▶ [Work request]
Working from the entries below, give again each line from the first through the one containing "pub trait AliasOps: Send", exactly and with nothing else.

[Saved data entries]
---------------
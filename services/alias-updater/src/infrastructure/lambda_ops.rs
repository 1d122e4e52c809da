//! Lambda操作モジュール
//!
//! エイリアス更新Lambdaで使用するLambdaエイリアスAPIの呼び出しを提供する。
//! - UpdateAlias: 既存エイリアスの向き先バージョンを変更
//! - CreateAlias: エイリアスを新規作成
//!
//! 結果のログ出力は呼び出し側（AliasUpserter）で行う。

use async_trait::async_trait;
use aws_sdk_lambda::Client as LambdaClient;
use aws_sdk_lambda::error::DisplayErrorContext;
use thiserror::Error;

use crate::domain::AliasRequest;

/// Lambda操作のエラー型
#[derive(Debug, Clone, PartialEq, Error)]
pub enum AliasOpsError {
    /// 関数またはエイリアスが存在しない（ResourceNotFoundException）
    #[error("リソースが見つかりません: {0}")]
    NotFound(String),
    /// AWS SDK エラー
    #[error("AWS Lambda APIエラー: {0}")]
    AwsSdkError(String),
}

impl AliasOpsError {
    /// ResourceNotFoundExceptionかどうか
    pub fn is_not_found(&self) -> bool {
        matches!(self, AliasOpsError::NotFound(_))
    }
}

/// Lambdaエイリアス操作トレイト（テスト用の抽象化）
///
/// 成功時はエイリアスARNを返す。
#[async_trait]
pub trait AliasOps: Send + Sync {
    /// エイリアスの向き先を更新する
    async fn update_alias(&self, request: &AliasRequest) -> Result<String, AliasOpsError>;

    /// エイリアスを作成する
    async fn create_alias(&self, request: &AliasRequest) -> Result<String, AliasOpsError>;
}

/// 実際のAWS Lambda SDKを使用したエイリアス操作実装
#[derive(Debug, Clone)]
pub struct AwsLambdaOps {
    client: LambdaClient,
}

impl AwsLambdaOps {
    /// 新しいAwsLambdaOpsを作成
    pub fn new(client: LambdaClient) -> Self {
        Self { client }
    }

    /// 読み込み済みのAWS設定からクライアントを作成
    pub fn from_sdk_config(config: &aws_config::SdkConfig) -> Self {
        Self::new(LambdaClient::new(config))
    }
}

#[async_trait]
impl AliasOps for AwsLambdaOps {
    async fn update_alias(&self, request: &AliasRequest) -> Result<String, AliasOpsError> {
        self.client
            .update_alias()
            .function_name(&request.function_name)
            .name(&request.alias_name)
            .function_version(&request.function_version)
            .send()
            .await
            .map(|output| output.alias_arn().unwrap_or_default().to_string())
            .map_err(|err| {
                let message = DisplayErrorContext(&err).to_string();
                // エイリアス未作成は呼び出し側でCreateAliasにフォールバックする
                if err.into_service_error().is_resource_not_found_exception() {
                    AliasOpsError::NotFound(message)
                } else {
                    AliasOpsError::AwsSdkError(message)
                }
            })
    }

    async fn create_alias(&self, request: &AliasRequest) -> Result<String, AliasOpsError> {
        self.client
            .create_alias()
            .function_name(&request.function_name)
            .name(&request.alias_name)
            .function_version(&request.function_version)
            .send()
            .await
            .map(|output| output.alias_arn().unwrap_or_default().to_string())
            .map_err(|err| {
                let message = DisplayErrorContext(&err).to_string();
                if err.into_service_error().is_resource_not_found_exception() {
                    AliasOpsError::NotFound(message)
                } else {
                    AliasOpsError::AwsSdkError(message)
                }
            })
    }
}

#[cfg(test)]
mod tests {
    use super::*;

    #[test]
    fn test_alias_ops_error_display() {
        assert_eq!(
            AliasOpsError::NotFound("alias prod".to_string()).to_string(),
            "リソースが見つかりません: alias prod"
        );
        assert_eq!(
            AliasOpsError::AwsSdkError("throttled".to_string()).to_string(),
            "AWS Lambda APIエラー: throttled"
        );
    }

    #[test]
    fn test_alias_ops_error_is_not_found() {
        assert!(AliasOpsError::NotFound("x".to_string()).is_not_found());
        assert!(!AliasOpsError::AwsSdkError("x".to_string()).is_not_found());
    }
}
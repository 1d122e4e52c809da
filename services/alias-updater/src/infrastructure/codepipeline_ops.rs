//! CodePipeline操作モジュール
//!
//! ジョブの実行結果をCodePipelineへ通知する。
//! - PutJobSuccessResult
//! - PutJobFailureResult

use async_trait::async_trait;
use aws_sdk_codepipeline::Client as CodePipelineClient;
use aws_sdk_codepipeline::error::DisplayErrorContext;
use aws_sdk_codepipeline::types::{FailureDetails, FailureType};
use thiserror::Error;
use tracing::{info, warn};

/// PutJobFailureResultのメッセージ上限（文字数）
pub const MAX_FAILURE_MESSAGE_LEN: usize = 5000;

/// CodePipeline操作のエラー型
#[derive(Debug, Clone, PartialEq, Error)]
pub enum JobReportError {
    /// AWS SDK エラー
    #[error("AWS CodePipeline APIエラー: {0}")]
    AwsSdkError(String),
    /// FailureDetailsの組み立てに失敗
    #[error("FailureDetailsが不正です: {0}")]
    InvalidFailureDetails(String),
}

/// ジョブ結果通知トレイト（テスト用の抽象化）
#[async_trait]
pub trait JobResultReporter: Send + Sync {
    /// ジョブ成功を通知する
    async fn put_job_success(&self, job_id: &str) -> Result<(), JobReportError>;

    /// ジョブ失敗を通知する
    async fn put_job_failure(&self, job_id: &str, message: &str) -> Result<(), JobReportError>;
}

/// CodePipelineのメッセージ上限に収まるよう切り詰める
pub fn truncate_failure_message(message: &str) -> String {
    if message.chars().count() <= MAX_FAILURE_MESSAGE_LEN {
        return message.to_string();
    }
    message.chars().take(MAX_FAILURE_MESSAGE_LEN).collect()
}

/// 実際のAWS CodePipeline SDKを使用した結果通知実装
#[derive(Debug, Clone)]
pub struct AwsCodePipelineOps {
    client: CodePipelineClient,
}

impl AwsCodePipelineOps {
    /// 新しいAwsCodePipelineOpsを作成
    pub fn new(client: CodePipelineClient) -> Self {
        Self { client }
    }

    /// 読み込み済みのAWS設定からクライアントを作成
    pub fn from_sdk_config(config: &aws_config::SdkConfig) -> Self {
        Self::new(CodePipelineClient::new(config))
    }
}

#[async_trait]
impl JobResultReporter for AwsCodePipelineOps {
    async fn put_job_success(&self, job_id: &str) -> Result<(), JobReportError> {
        let result = self
            .client
            .put_job_success_result()
            .job_id(job_id)
            .send()
            .await;

        match result {
            Ok(_) => {
                info!(job_id = %job_id, "PutJobSuccessResult成功");
                Ok(())
            }
            Err(err) => {
                let message = DisplayErrorContext(&err).to_string();
                warn!(job_id = %job_id, error = %message, "PutJobSuccessResultエラー");
                Err(JobReportError::AwsSdkError(message))
            }
        }
    }

    async fn put_job_failure(&self, job_id: &str, message: &str) -> Result<(), JobReportError> {
        let details = FailureDetails::builder()
            .r#type(FailureType::JobFailed)
            .message(truncate_failure_message(message))
            .build()
            .map_err(|err| JobReportError::InvalidFailureDetails(err.to_string()))?;

        let result = self
            .client
            .put_job_failure_result()
            .job_id(job_id)
            .failure_details(details)
            .send()
            .await;

        match result {
            Ok(_) => {
                info!(job_id = %job_id, "PutJobFailureResult成功");
                Ok(())
            }
            Err(err) => {
                let error = DisplayErrorContext(&err).to_string();
                warn!(job_id = %job_id, error = %error, "PutJobFailureResultエラー");
                Err(JobReportError::AwsSdkError(error))
            }
        }
    }
}

#[cfg(test)]
mod tests {
    use super::*;

    #[test]
    fn test_truncate_short_message() {
        assert_eq!(truncate_failure_message("boom"), "boom");
    }

    #[test]
    fn test_truncate_long_message() {
        let message = "あ".repeat(MAX_FAILURE_MESSAGE_LEN + 10);
        let truncated = truncate_failure_message(&message);

        assert_eq!(truncated.chars().count(), MAX_FAILURE_MESSAGE_LEN);
    }

    #[test]
    fn test_job_report_error_display() {
        assert_eq!(
            JobReportError::AwsSdkError("denied".to_string()).to_string(),
            "AWS CodePipeline APIエラー: denied"
        );
    }
}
---------------
▶ [Result]
filename services/alias-updater/src/infrastructure/lambda_ops.rs
repository 1d122e4e52c809da
//! Lambda操作モジュール
//!
//! エイリアス更新Lambdaで使用するLambdaエイリアスAPIの呼び出しを提供する。
//! - UpdateAlias: 既存エイリアスの向き先バージョンを変更
//! - CreateAlias: エイリアスを新規作成
//!
//! 結果のログ出力は呼び出し側（AliasUpserter）で行う。

use async_trait::async_trait;
use aws_sdk_lambda::Client as LambdaClient;
use aws_sdk_lambda::error::DisplayErrorContext;
use thiserror::Error;

use crate::domain::AliasRequest;

/// Lambda操作のエラー型
#[derive(Debug, Clone, PartialEq, Error)]
pub enum AliasOpsError {
    /// 関数またはエイリアスが存在しない（ResourceNotFoundException）
    #[error("リソースが見つかりません: {0}")]
    NotFound(String),
    /// AWS SDK エラー
    #[error("AWS Lambda APIエラー: {0}")]
    AwsSdkError(String),
}

impl AliasOpsError {
    /// ResourceNotFoundExceptionかどうか
    pub fn is_not_found(&self) -> bool {
        matches!(self, AliasOpsError::NotFound(_))
    }
}

/// Lambdaエイリアス操作トレイト（テスト用の抽象化）
///
/// 成功時はエイリアスARNを返す。
#[async_trait]
pub trait AliasOps: Send + Sync {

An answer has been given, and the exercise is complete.